Lossless Acceleration of Large Language Model via Adaptive N-gram Parallel Decoding
(2404.08698)Abstract
While LLMs have shown remarkable abilities, they are hindered by significant resource consumption and considerable latency due to autoregressive processing. In this study, we introduce Adaptive N-gram Parallel Decoding (ANPD), an innovative and lossless approach that accelerates inference by allowing the simultaneous generation of multiple tokens. ANPD incorporates a two-stage approach: it begins with a rapid drafting phase that employs an N-gram module, which adapts based on the current interactive context, followed by a verification phase, during which the original LLM assesses and confirms the proposed tokens. Consequently, ANPD preserves the integrity of the LLM's original output while enhancing processing speed. We further leverage a multi-level architecture for the N-gram module to enhance the precision of the initial draft, consequently reducing inference latency. ANPD eliminates the need for retraining or extra GPU memory, making it an efficient and plug-and-play enhancement. In our experiments, models such as LLaMA and its fine-tuned variants have shown speed improvements up to 3.67x, validating the effectiveness of our proposed ANPD.
Overview
-
The paper introduces Adaptive N-gram Parallel Decoding (ANPD), a method enhancing Large Language Model (LLM) inference efficiency by combining parallel N-gram token generation with LLM verification, thus reducing latency and preserving accuracy.
-
ANPD is a flexible plug-and-play approach that does not require additional training or significant modifications to existing LLM architectures.
-
It employs a Multi-Level N-gram (MLN) algorithm to manage the sparsity of higher-order N-grams, ensuring precision and efficiency in the acceleration process.
-
Experimental validations across various models and tasks show that ANPD significantly improves processing speeds, with increases ranging from 1.95x to 3.67x, while maintaining high-quality outputs.

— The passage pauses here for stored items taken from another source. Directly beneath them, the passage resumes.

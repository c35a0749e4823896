//! Global configuration.
//!
//! Loaded from ~/.config/voicedesk/voicedesk.yml or .voicedesk.yml

use eyre::{Context, Result};
use serde::{Deserialize, Serialize};
use std::fs;
use std::path::{Path, PathBuf};

use crate::error::VoiceDeskError;

/// Global configuration for voicedesk.
#[derive(Debug, Clone, Default, Deserialize, Serialize)]
#[serde(default)]
pub struct GlobalConfig {
    /// Data file locations.
    pub paths: PathsConfig,

    /// Settings handed to the hosted voice runtime.
    pub session: SessionConfig,

    /// Tutor agent settings.
    pub tutor: TutorConfig,
}

impl GlobalConfig {
    /// Load configuration with fallback chain.
    ///
    /// Search order:
    /// 1. Explicit path if provided
    /// 2. .voicedesk.yml in current directory
    /// 3. ~/.config/voicedesk/voicedesk.yml
    /// 4. Defaults
    ///
    /// Environment overrides are applied by the caller (see `config::load_config`).
    pub fn load(config_path: Option<&PathBuf>) -> Result<Self> {
        if let Some(path) = config_path {
            return Self::load_from_file(path).context(format!("Failed to load config from {}", path.display()));
        }

        let project_config = PathBuf::from(".voicedesk.yml");
        if project_config.exists() {
            match Self::load_from_file(&project_config) {
                Ok(config) => {
                    log::info!("Loaded config from .voicedesk.yml");
                    return Ok(config);
                }
                Err(e) => {
                    log::warn!("Failed to load .voicedesk.yml: {}", e);
                }
            }
        }

        if let Some(config_dir) = dirs::config_dir() {
            let user_config = config_dir.join("voicedesk").join("voicedesk.yml");
            if user_config.exists() {
                match Self::load_from_file(&user_config) {
                    Ok(config) => {
                        log::info!("Loaded config from {}", user_config.display());
                        return Ok(config);
                    }
                    Err(e) => {
                        log::warn!("Failed to load {}: {}", user_config.display(), e);
                    }
                }
            }
        }

        log::info!("No config file found, using defaults");
        Ok(Self::default())
    }

    fn load_from_file<P: AsRef<Path>>(path: P) -> crate::Result<Self> {
        let content = fs::read_to_string(&path)?;
        let config: Self = serde_yaml::from_str(&content)?;
        Ok(config)
    }

    /// Validate the configuration.
    pub fn validate(&self) -> crate::Result<()> {
        let invalid = |msg: String| Err(VoiceDeskError::Config(msg));

        for (key, path) in self.paths.entries() {
            if path.as_os_str().is_empty() {
                return invalid(format!("paths.{} must not be empty", key));
            }
        }
        if self.session.llm_model.trim().is_empty() {
            return invalid("session.llm-model must not be empty".to_string());
        }
        if self.session.min_sentence_len == 0 {
            return invalid("session.min-sentence-len must be > 0".to_string());
        }
        Ok(())
    }
}

/// Data file locations. Relative paths resolve against the working directory.
#[derive(Debug, Clone, Deserialize, Serialize)]
#[serde(default)]
pub struct PathsConfig {
    /// Fraud case database (object keyed by username).
    #[serde(rename = "fraud-db")]
    pub fraud_db: PathBuf,

    /// Company FAQ file.
    #[serde(rename = "faq-file")]
    pub faq_file: PathBuf,

    /// Captured leads (JSON array).
    #[serde(rename = "leads-file")]
    pub leads_file: PathBuf,

    /// Grocery catalog.
    #[serde(rename = "catalog-file")]
    pub catalog_file: PathBuf,

    /// Directory receiving placed orders.
    #[serde(rename = "orders-dir")]
    pub orders_dir: PathBuf,

    /// Tutor topics.
    #[serde(rename = "tutor-content")]
    pub tutor_content: PathBuf,
}

impl PathsConfig {
    /// Config key and value of every path, for validation and display.
    pub fn entries(&self) -> [(&'static str, &Path); 6] {
        [
            ("fraud-db", &self.fraud_db),
            ("faq-file", &self.faq_file),
            ("leads-file", &self.leads_file),
            ("catalog-file", &self.catalog_file),
            ("orders-dir", &self.orders_dir),
            ("tutor-content", &self.tutor_content),
        ]
    }
}

impl Default for PathsConfig {
    fn default() -> Self {
        Self {
            fraud_db: PathBuf::from("fraud_cases.json"),
            faq_file: PathBuf::from("company_faq.json"),
            leads_file: PathBuf::from("leads.json"),
            catalog_file: PathBuf::from("catalog.json"),
            orders_dir: PathBuf::from("orders"),
            tutor_content: PathBuf::from("tutor_content.json"),
        }
    }
}

/// Settings for the hosted session (speech, LLM, turn detection).
#[derive(Debug, Clone, PartialEq, Deserialize, Serialize)]
#[serde(default, rename_all = "kebab-case")]
pub struct SessionConfig {
    /// Speech-to-text model.
    pub stt_model: String,

    /// LLM backend model.
    pub llm_model: String,

    /// Default TTS voice.
    pub tts_voice: String,

    /// TTS speaking style.
    pub tts_style: String,

    /// Minimum sentence length for the TTS sentence tokenizer.
    pub min_sentence_len: u32,

    /// Let the TTS pace text as it streams.
    pub text_pacing: bool,

    /// Turn detection model.
    pub turn_detection: String,

    /// Start LLM generation before end of turn is confirmed.
    pub preemptive_generation: bool,

    /// Enable background voice cancellation on room input.
    pub noise_cancellation: bool,
}

impl Default for SessionConfig {
    fn default() -> Self {
        Self {
            stt_model: "nova-3".to_string(),
            llm_model: "gemini-2.5-flash".to_string(),
            tts_voice: "en-US-matthew".to_string(),
            tts_style: "Conversation".to_string(),
            min_sentence_len: 2,
            text_pacing: true,
            turn_detection: "multilingual".to_string(),
            preemptive_generation: true,
            noise_cancellation: true,
        }
    }
}

/// Tutor agent settings.
#[derive(Debug, Clone, Default, Deserialize, Serialize)]
#[serde(default)]
pub struct TutorConfig {
    /// TTS voice per tutoring mode.
    pub voices: TutorVoices,
}

/// TTS voice per tutoring mode.
#[derive(Debug, Clone, Deserialize, Serialize)]
#[serde(default, rename_all = "kebab-case")]
pub struct TutorVoices {
    pub learn: String,
    pub quiz: String,
    pub teach_back: String,
}

impl Default for TutorVoices {
    fn default() -> Self {
        Self {
            learn: "en-US-matthew".to_string(),
            quiz: "en-US-alicia".to_string(),
            teach_back: "en-US-ken".to_string(),
        }
    }
}
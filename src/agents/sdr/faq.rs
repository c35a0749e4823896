//! Company FAQ and keyword scoring.

use std::collections::BTreeSet;
use std::path::Path;

use serde::{Deserialize, Serialize};
use serde_json::{Map, Value};

use crate::error::Result;
use crate::store;

const STOP_WORDS: &[&str] = &[
    "about", "and", "are", "can", "could", "does", "for", "from", "have", "how", "into", "our", "tell", "that", "the",
    "there", "this", "what", "when", "where", "which", "who", "why", "will", "with", "would", "you", "your",
];

/// Lowercase word tokens worth matching on: alphanumeric runs of 3+ chars,
/// stop words removed, deduplicated.
pub fn tokenize(text: &str) -> BTreeSet<String> {
    text.split(|c: char| !c.is_alphanumeric())
        .map(str::to_lowercase)
        .filter(|t| t.chars().count() >= 3 && !STOP_WORDS.contains(&t.as_str()))
        .collect()
}

#[derive(Debug, Clone, Default, PartialEq, Serialize, Deserialize)]
pub struct FaqEntry {
    pub question: String,
    pub answer: String,
    #[serde(default)]
    pub keywords: Vec<String>,
}

impl FaqEntry {
    fn vocabulary(&self) -> BTreeSet<String> {
        let mut vocab = tokenize(&self.question);
        vocab.extend(self.keywords.iter().map(|k| k.trim().to_lowercase()));
        vocab
    }

    fn score(&self, query: &BTreeSet<String>) -> usize {
        let vocab = self.vocabulary();
        query.iter().filter(|t| vocab.contains(*t)).count()
    }
}

/// On-disk layouts accepted for the FAQ file
#[derive(Debug, Deserialize)]
#[serde(untagged)]
enum FaqFile {
    Bare(Vec<FaqEntry>),
    Full {
        #[serde(default)]
        company: Map<String, Value>,
        #[serde(default)]
        faqs: Vec<FaqEntry>,
    },
}

impl Default for FaqFile {
    fn default() -> Self {
        FaqFile::Full {
            company: Map::new(),
            faqs: Vec::new(),
        }
    }
}

/// Company profile plus its FAQ entries
#[derive(Debug, Clone, Default, PartialEq)]
pub struct FaqBook {
    pub company: Map<String, Value>,
    pub entries: Vec<FaqEntry>,
}

impl FaqBook {
    /// Load the FAQ file; a missing file yields an empty book.
    pub fn load(path: &Path) -> Result<Self> {
        Ok(store::load_or_default::<FaqFile>(path, "FAQ")?.into())
    }

    /// Parse any accepted layout from a JSON value.
    pub fn from_value(value: Value) -> serde_json::Result<Self> {
        Ok(serde_json::from_value::<FaqFile>(value)?.into())
    }

    /// Best-scoring entry with at least one keyword overlap. Ties go to the
    /// entry listed first.
    pub fn find(&self, question: &str) -> Option<(&FaqEntry, usize)> {
        let query = tokenize(question);
        if query.is_empty() {
            return None;
        }

        let mut best: Option<(&FaqEntry, usize)> = None;
        for entry in &self.entries {
            let score = entry.score(&query);
            if score > 0 && best.is_none_or(|(_, top)| score > top) {
                best = Some((entry, score));
            }
        }
        best
    }
}

impl From<FaqFile> for FaqBook {
    fn from(file: FaqFile) -> Self {
        match file {
            FaqFile::Full { company, faqs } => FaqBook { company, entries: faqs },
            FaqFile::Bare(entries) => FaqBook {
                company: Map::new(),
                entries,
            },
        }
    }
}

#[cfg(test)]
mod tests {
    use super::*;
    use serde_json::json;

    fn book() -> FaqBook {
        FaqBook::from_value(json!({
            "company": {"name": "Acme Voice", "description": "Voice AI for support teams"},
            "faqs": [
                {
                    "question": "What does Acme Voice do?",
                    "answer": "We build voice agents for support teams.",
                    "keywords": ["product", "services", "offer"]
                },
                {
                    "question": "How much does it cost?",
                    "answer": "Plans start at $49 per month.",
                    "keywords": ["pricing", "price", "plans", "cost"]
                },
                {
                    "question": "Is there a free trial?",
                    "answer": "Yes, 14 days.",
                    "keywords": ["trial", "free", "plans"]
                }
            ]
        }))
        .unwrap()
    }

    #[test]
    fn test_tokenize() {
        let tokens = tokenize("What's your PRICING, and do you have a free-trial?");
        assert!(tokens.contains("pricing"));
        assert!(tokens.contains("free"));
        assert!(tokens.contains("trial"));
        assert!(!tokens.contains("your"));
        assert!(!tokens.contains("do"));
    }

    #[test]
    fn test_find_best_match() {
        let book = book();
        let (entry, score) = book.find("Tell me about your pricing plans and cost").unwrap();
        assert_eq!(entry.answer, "Plans start at $49 per month.");
        assert_eq!(score, 3);
    }

    #[test]
    fn test_find_tie_goes_to_first() {
        let book = book();
        // "plans" is a keyword of both the pricing and the trial entry
        let (entry, score) = book.find("plans").unwrap();
        assert_eq!(score, 1);
        assert_eq!(entry.question, "How much does it cost?");
    }

    #[test]
    fn test_find_no_overlap() {
        assert!(book().find("Do you sell bicycles?").is_none());
        assert!(book().find("").is_none());
        assert!(FaqBook::default().find("pricing").is_none());
    }

    #[test]
    fn test_load_missing_file_is_empty() {
        let dir = tempfile::tempdir().unwrap();
        let book = FaqBook::load(&dir.path().join("company_faq.json")).unwrap();
        assert_eq!(book, FaqBook::default());
    }

    #[test]
    fn test_bare_array_layout() {
        let book = FaqBook::from_value(json!([
            {"question": "Where are you based?", "answer": "Pune."}
        ]))
        .unwrap();
        assert!(book.company.is_empty());
        assert_eq!(book.find("based").unwrap().0.answer, "Pune.");
    }
}
//! Environment overrides for data file locations.
//!
//! Each agent's data file can be redirected with an environment variable.
//! `.env.local` in the working directory is loaded first; variables already
//! set in the process environment win over the file.

use std::path::PathBuf;

use super::GlobalConfig;

pub const FRAUD_DB: &str = "FRAUD_DB";
pub const FAQ_FILE: &str = "FAQ_FILE";
pub const LEADS_FILE: &str = "LEADS_FILE";
pub const CATALOG_FILE: &str = "CATALOG_FILE";
pub const ORDERS_DIR: &str = "ORDERS_DIR";
pub const TUTOR_CONTENT: &str = "TUTOR_CONTENT";

/// Load `.env.local` if present.
pub fn load_dotenv() {
    match dotenvy::from_filename(".env.local") {
        Ok(path) => log::info!("Loaded environment from {}", path.display()),
        Err(e) if e.not_found() => log::debug!("No .env.local found"),
        Err(e) => log::warn!("Failed to load .env.local: {}", e),
    }
}

impl GlobalConfig {
    /// Apply overrides from the process environment.
    pub fn apply_env_overrides(&mut self) {
        self.apply_overrides_from(|key| std::env::var(key).ok());
    }

    /// Apply overrides from an arbitrary lookup. Empty values are ignored.
    pub fn apply_overrides_from<F>(&mut self, lookup: F)
    where
        F: Fn(&str) -> Option<String>,
    {
        let targets: [(&str, &mut PathBuf); 6] = [
            (FRAUD_DB, &mut self.paths.fraud_db),
            (FAQ_FILE, &mut self.paths.faq_file),
            (LEADS_FILE, &mut self.paths.leads_file),
            (CATALOG_FILE, &mut self.paths.catalog_file),
            (ORDERS_DIR, &mut self.paths.orders_dir),
            (TUTOR_CONTENT, &mut self.paths.tutor_content),
        ];

        for (key, slot) in targets {
            if let Some(value) = lookup(key).filter(|v| !v.trim().is_empty()) {
                log::debug!("{} overrides {} -> {}", key, slot.display(), value);
                *slot = PathBuf::from(value);
            }
        }
    }
}
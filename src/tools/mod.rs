//! Tool system for voice agents
//!
//! Tools are the callables an agent registers with the hosted voice runtime.
//! The LLM picks a tool, the runtime dispatches the call here, and the JSON
//! output goes back into the conversation. Each call gets a ToolContext for
//! the session it belongs to.

mod context;
mod executor;

pub use context::ToolContext;
pub use executor::ToolExecutor;

use async_trait::async_trait;
use serde::de::DeserializeOwned;
use serde::{Deserialize, Serialize};
use serde_json::Value;

use crate::error::VoiceDeskError;

/// A tool that can be called by the LLM
#[async_trait]
pub trait Tool: Send + Sync {
    /// Tool name (matches the function name the LLM calls)
    fn name(&self) -> &'static str;

    /// Human-readable description
    fn description(&self) -> &'static str;

    /// JSON Schema for input parameters
    fn input_schema(&self) -> Value;

    /// Execute the tool
    async fn execute(&self, input: Value, ctx: &ToolContext) -> Result<ToolResult, eyre::Error>;
}

/// Result from tool execution
///
/// Domain outcomes such as `{"found": false}` are successes; `is_error` is
/// reserved for calls that could not be carried out at all.
#[derive(Debug, Clone, PartialEq, Serialize)]
pub struct ToolResult {
    pub content: Value,
    pub is_error: bool,
}

impl ToolResult {
    pub fn success(content: Value) -> Self {
        Self {
            content,
            is_error: false,
        }
    }

    pub fn error(message: impl Into<String>) -> Self {
        Self {
            content: Value::String(message.into()),
            is_error: true,
        }
    }
}

/// A tool call dispatched by the runtime
#[derive(Debug, Clone, Serialize, Deserialize)]
pub struct ToolCall {
    #[serde(default)]
    pub id: String,
    pub name: String,
    #[serde(default = "empty_object")]
    pub input: Value,
}

fn empty_object() -> Value {
    Value::Object(serde_json::Map::new())
}

impl ToolCall {
    pub fn new(id: impl Into<String>, name: impl Into<String>, input: Value) -> Self {
        Self {
            id: id.into(),
            name: name.into(),
            input,
        }
    }
}

/// Tool definition for the hosted runtime
#[derive(Debug, Clone, Serialize)]
pub struct ToolDefinition {
    pub name: String,
    pub description: String,
    pub input_schema: Value,
}

impl ToolDefinition {
    /// Convert to the function-calling schema the runtime registers with the LLM
    pub fn to_function_schema(&self) -> Value {
        serde_json::json!({
            "type": "function",
            "name": self.name,
            "description": self.description,
            "parameters": self.input_schema,
        })
    }
}

/// Deserialize tool input into a typed argument struct
pub fn parse_input<T: DeserializeOwned>(tool: &str, input: Value) -> Result<T, eyre::Error> {
    serde_json::from_value(input)
        .map_err(|e| VoiceDeskError::InvalidInput(format!("invalid arguments for {}: {}", tool, e)).into())
}
//! Grocery ordering agent
//!
//! Keeps an in-memory cart built from a catalog file. Placing an order writes
//! a timestamped JSON file into the orders directory and empties the cart.

mod cart;
mod catalog;
mod tools;

pub use cart::{Cart, CartLine, MAX_ADD_QUANTITY, Order, Removal, round_money};
pub use catalog::{Catalog, CatalogItem};
pub use tools::{
    AddRecipeTool, AddToCartTool, ListCatalogTool, OrderHistoryTool, PlaceOrderTool, RemoveFromCartTool, ViewCartTool,
};

use std::path::{Path, PathBuf};
use std::sync::Arc;

use chrono::Utc;
use tokio::sync::Mutex;

use super::{Agent, AgentKind};
use crate::config::GlobalConfig;
use crate::error::{Result, VoiceDeskError};
use crate::id::{generate_order_id, order_file_name};
use crate::store;
use crate::tools::ToolExecutor;

pub const INSTRUCTIONS: &str = "You are a friendly grocery ordering assistant. \
Help the customer build a cart from the store catalog: use list_catalog to see what is available, \
add_to_cart and remove_from_cart for individual items, and add_recipe when they ask for \
'ingredients for' a dish. Confirm every change out loud with quantities. \
Use view_cart when they ask what is in the cart. When they are done, read back the cart and total, \
then call place_order. Use order_history if they ask about previous orders. \
Never invent items or prices that are not in the catalog.";

/// Session state shared by the grocery tools
pub struct GroceryDesk {
    catalog: Catalog,
    orders_dir: PathBuf,
    cart: Mutex<Cart>,
}

impl GroceryDesk {
    pub fn new(catalog: Catalog, orders_dir: impl AsRef<Path>) -> Self {
        Self {
            catalog,
            orders_dir: orders_dir.as_ref().to_path_buf(),
            cart: Mutex::new(Cart::default()),
        }
    }

    pub fn catalog(&self) -> &Catalog {
        &self.catalog
    }

    pub fn orders_dir(&self) -> &Path {
        &self.orders_dir
    }

    pub async fn cart(&self) -> tokio::sync::MutexGuard<'_, Cart> {
        self.cart.lock().await
    }

    /// Write the cart out as an order and clear it.
    ///
    /// Returns `None` when the cart is empty.
    pub async fn place_order(&self, customer_name: Option<String>) -> Result<Option<(Order, PathBuf)>> {
        let mut cart = self.cart.lock().await;
        if cart.is_empty() {
            return Ok(None);
        }

        let placed_at = Utc::now();
        let body = serde_json::to_string(&cart.items)?;
        let order_id = generate_order_id(&placed_at, &body);
        let order = Order {
            order_id: order_id.clone(),
            placed_at,
            customer_name: customer_name.filter(|n| !n.trim().is_empty()),
            items: cart.items.clone(),
            total: cart.total(),
            status: "placed".to_string(),
        };

        let path = self.orders_dir.join(order_file_name(&placed_at, &order_id));
        store::save_json(&path, &order)?;
        cart.clear();
        Ok(Some((order, path)))
    }

    /// Every order on file, newest first. Unreadable files are skipped.
    pub fn order_history(&self) -> Result<Vec<Order>> {
        let pattern = self.orders_dir.join("order_*.json");
        let pattern = pattern
            .to_str()
            .ok_or_else(|| VoiceDeskError::Storage(format!("Non UTF-8 orders dir: {}", self.orders_dir.display())))?;

        let paths = glob::glob(pattern).map_err(|e| VoiceDeskError::Storage(e.to_string()))?;
        let mut orders = Vec::new();
        for entry in paths {
            let path = match entry {
                Ok(path) => path,
                Err(e) => {
                    log::warn!("Skipping unreadable order entry: {}", e);
                    continue;
                }
            };
            match store::read_json::<Order>(&path) {
                Ok(order) => orders.push(order),
                Err(e) => log::warn!("Skipping order file {}: {}", path.display(), e),
            }
        }

        orders.sort_by(|a, b| b.placed_at.cmp(&a.placed_at));
        Ok(orders)
    }
}

/// Build the grocery agent from config
pub fn agent(config: &GlobalConfig) -> Result<Agent> {
    let catalog = Catalog::load(&config.paths.catalog_file)?;
    log::info!(
        "Grocery agent loaded {} catalog items and {} recipes from {}",
        catalog.items.len(),
        catalog.recipes.len(),
        config.paths.catalog_file.display()
    );
    let desk = Arc::new(GroceryDesk::new(catalog, &config.paths.orders_dir));

    let executor = ToolExecutor::new()
        .with_tool(ListCatalogTool::new(desk.clone()))
        .with_tool(AddToCartTool::new(desk.clone()))
        .with_tool(AddRecipeTool::new(desk.clone()))
        .with_tool(RemoveFromCartTool::new(desk.clone()))
        .with_tool(ViewCartTool::new(desk.clone()))
        .with_tool(PlaceOrderTool::new(desk.clone()))
        .with_tool(OrderHistoryTool::new(desk));

    Ok(Agent::new(AgentKind::Grocery, INSTRUCTIONS, config.session.clone(), executor))
}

Accelerating Large Language Model Inference with Adaptive N-gram Parallel Decoding (ANPD)
Introduction
Recent advancements in LLMs have been accompanied by increased computational demands, particularly during the inference phase. This paper introduces an innovative method, Adaptive N-gram Parallel Decoding (ANPD), which improves the inference efficiency of LLMs. ANPD uses a unique two-stage approach that combines rapid parallel token generation via an N-gram model with a subsequent verification process by the LLM, ensuring output accuracy while markedly reducing latency.
Core Contributions
The primary contributions of this paper are:
- The development of ANPD, a plug-and-play approach designed to speed up LLM inference without the need for additional training or significant changes to existing model architectures.
- Integration of an adaptive N-gram modeling technique which simplifies language modeling while retaining high accuracy and reducing the reliance on large textual datasets.
- Introduction of a Multi-Level N-gram (MLN) algorithm to increase the precision of the draft outputs, thus enhancing the efficiency of the acceleration process.
- Comprehensive validation of ANPD's effectiveness across various models and datasets, demonstrating substantial improvements in processing speed.
Methodology
Adaptive N-gram Parallel Decoding (ANPD)
ANPD enhances LLM inference by generating multiple potential token sequences via an N-gram module, which are then confirmed through the LLM. This process involves initializing with tokenization, followed by dynamic updates to the N-gram predictions based on inputs from running text, forming a cyclical generation and verification process.
Multi-Level N-gram (MLN)
To balance performance and accuracy, ANPD incorporates a Multi-Level N-gram setup, which helps in managing the sparsity of higher-order N-grams that might not match successfully by falling back to smaller, more reliable N-grams.
Experiments
Comprehensive experiments were conducted with several model variants, including LLaMA and its variants, across different tasks like text summarization and code generation. For the models assessed, speed improvements ranged between 1.95x and 3.67x. The experiments utilized multiple datasets such as CNN/Daily Mail and XSUM for text, and HumanEval for code, to ensure diverse, robust assessment.
Results and Discussion
The ANPD method demonstrated consistent performance improvements across different models and tasks. For instance, in text summarization tasks with LLaMA-7B, a speed improvement of approximately 2.98x was observed. Moreover, in code generation tasks using the CodeLLaMa-13B model, the speed improvement was as high as 3.67x. These results underline the effectiveness of ANPD in reducing inference times while maintaining the output quality of the original LLMs.
Future Directions
Moving forward, the exploration could extend to:
- Adapting ANPD to exploit specific features of different LLMs to optimize its effectiveness further.
- Extending the parallel processing capabilities during the LLM's verification phase to enhance performance gains.
Conclusion
The paper presents a scalable and efficient method to accelerate the inference time of LLMs without compromising on the quality of output. ANPD's ability to integrate seamlessly as a plug-and-play solution makes it highly applicable for real-world uses, providing a substantial boost in processing speeds across various AI-driven applications.